Dataset entries
_ _ _ _ _

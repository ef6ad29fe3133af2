//! Cache backend trait and statistics.

use async_trait::async_trait;
use chrono::{DateTime, Utc};
use std::time::Duration;
use warden_core::{EntitlementResult, TenantId};

use super::tenant_key::{CacheRegion, TenantScopedKey};

/// A raw cached value and the time it was written.
#[derive(Debug, Clone, PartialEq, Eq)]
pub struct CachedBytes {
    pub bytes: Vec<u8>,
    pub cached_at: DateTime<Utc>,
}

/// Cache backend trait for pluggable cache implementations.
///
/// Backends store opaque bytes under tenant-scoped keys; typed access goes
/// through [`super::EntityCache`]. Each call is individually atomic.
/// Entries older than the backend's time-to-live are reported as misses.
#[async_trait]
pub trait CacheBackend: Send + Sync {
    /// Get a value from the cache.
    async fn get(&self, key: &TenantScopedKey) -> EntitlementResult<Option<CachedBytes>>;

    /// Put a value into the cache, replacing any previous value.
    async fn put(&self, key: &TenantScopedKey, value: Vec<u8>) -> EntitlementResult<()>;

    /// Remove a single entry. Removing an absent entry is not an error.
    async fn invalidate(&self, key: &TenantScopedKey) -> EntitlementResult<()>;

    /// Remove every entry of one region of a tenant.
    async fn invalidate_region(
        &self,
        tenant: TenantId,
        region: CacheRegion,
    ) -> EntitlementResult<u64>;

    /// Remove every entry of a tenant.
    async fn invalidate_tenant(&self, tenant: TenantId) -> EntitlementResult<u64>;

    /// Get cache statistics.
    async fn stats(&self) -> EntitlementResult<CacheStats>;
}

/// Statistics about cache usage.
#[derive(Debug, Clone, Default, PartialEq, Eq)]
pub struct CacheStats {
    /// Number of cache hits.
    pub hits: u64,
    /// Number of cache misses.
    pub misses: u64,
    /// Number of entries currently in cache.
    pub entry_count: u64,
    /// Approximate memory usage in bytes.
    pub memory_bytes: u64,
    /// Number of entries dropped because their time-to-live elapsed.
    pub evictions: u64,
}

impl CacheStats {
    /// Calculate the hit rate (0.0 to 1.0).
    pub fn hit_rate(&self) -> f64 {
        let total = self.hits + self.misses;
        if total == 0 {
            0.0
        } else {
            self.hits as f64 / total as f64
        }
    }
}

/// Whether an entry written at `cached_at` has outlived `ttl`.
pub(crate) fn is_expired(cached_at: DateTime<Utc>, ttl: Option<Duration>, now: DateTime<Utc>) -> bool {
    match ttl {
        None => false,
        Some(ttl) => match (now - cached_at).to_std() {
            Ok(age) => age > ttl,
            Err(_) => false,
        },
    }
}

_ _ _ _ _

● Instructions to follow: After locating the line that holds "Option<Duration>, now: DateTime<Utc>)", print it and each line after it through the end of the data, exactly as it stands.

● Solution to this problem:
pub(crate) fn is_expired(cached_at: DateTime<Utc>, ttl: Option<Duration>, now: DateTime<Utc>) -> bool {
    match ttl {
        None => false,
        Some(ttl) => match (now - cached_at).to_std() {
            Ok(age) => age > ttl,
            Err(_) => false,
        },
    }
}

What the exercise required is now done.